You move the camera a lot in those office scenes and also, you use a lot of close ups in the more sexual scenes, can you talk about your choice to shoot those segments like that?
John Curran: It's hard because it was always going to be a static, claustrophobic film. The design of the film is one that enhances the idea of being claustrophobic. This story is about people who are trapped, four characters who are trapped. I wanted the sense that Jack just sort of goes from cube to cube in his life. But at the same time your kind of racking your brain to come up with relevant movement so it isn't just moving the camera for the sake of moving it. I was extremely conscious of trying to evolve the movement throughout the film. It was one of the bigger challenges.
Finally, Milla Jovovich plays a different type of role in the movie than people usually associate with her, can you talk about your choice to cast her in the film?

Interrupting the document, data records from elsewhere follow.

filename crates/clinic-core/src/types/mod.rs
//! Shared value types.

pub mod pagination;

pub use pagination::{PageRequest, PageResponse};
//! Notification handlers.

use axum::Json;
use axum::extract::{Path, Query, State};
use serde_json::{Value, json};
use uuid::Uuid;

use clinic_core::error::AppError;
use clinic_core::types::pagination::PageResponse;
use clinic_entity::notification::Notification;

use crate::dto::ApiResponse;
use crate::dto::request::NotificationListParams;
use crate::dto::response::{CountResponse, MessageResponse};
use crate::extractors::AuthUser;
use crate::state::AppState;

/// GET /api/notifications
pub async fn list_notifications(
    State(state): State<AppState>,
    auth: AuthUser,
    Query(params): Query<NotificationListParams>,
) -> Result<Json<ApiResponse<PageResponse<Notification>>>, AppError> {
    let result = state
        .notification_service
        .inbox(&auth, params.unread_only, params.page_request())
        .await?;
    Ok(Json(ApiResponse::ok(result)))
}

/// GET /api/notifications/unread-count
pub async fn unread_count(
    State(state): State<AppState>,
    auth: AuthUser,
) -> Result<Json<ApiResponse<CountResponse>>, AppError> {
    let count = state.notification_service.unread_count(&auth).await?;
    Ok(Json(ApiResponse::ok(CountResponse { count })))
}

/// PUT /api/notifications/{id}/read
pub async fn mark_read(
    State(state): State<AppState>,
    auth: AuthUser,
    Path(id): Path<Uuid>,
) -> Result<Json<ApiResponse<MessageResponse>>, AppError> {
    state.notification_service.mark_read(&auth, id).await?;
    Ok(Json(ApiResponse::ok(MessageResponse::new("Marked as read"))))
}

/// PUT /api/notifications/read-all
pub async fn mark_all_read(
    State(state): State<AppState>,
    auth: AuthUser,
) -> Result<Json<ApiResponse<Value>>, AppError> {
    let marked = state.notification_service.mark_all_read(&auth).await?;
    Ok(Json(ApiResponse::ok(json!({ "marked": marked }))))
}
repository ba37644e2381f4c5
//! Account registration, authentication, and administration.

pub mod admin;
pub mod guard;
pub mod service;

pub use admin::{AdminUserService, CreateStaffRequest};
pub use guard::{AccountGuard, AccountStatuses};
pub use service::{AuthService, LoginResponse, RegisterRequest};
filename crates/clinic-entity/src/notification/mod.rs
//! Notification domain entities.

pub mod category;
pub mod method;
pub mod model;
pub mod status;

pub use category::NotificationCategory;
pub use method::DeliveryMethod;
pub use model::{CreateNotification, Notification};
pub use status::NotificationStatus;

John Curran: I wouldn't have expected it. I love Milla's past work but I wouldn't have put her past performances with this character. She read for it and just hands down nailed it like no one else did because it's really a wide spectrum of stuff that you need from one actress for that role. She just got the whole nuance of humor, sexiness, danger, naïveté and insecurity. All those things she just sort of embodied. Both Edward and Bob like me knew that she was the one. She was fantastic and its really kind of a watershed performance for Milla. It shows a side of her that a lot of people haven't seen before.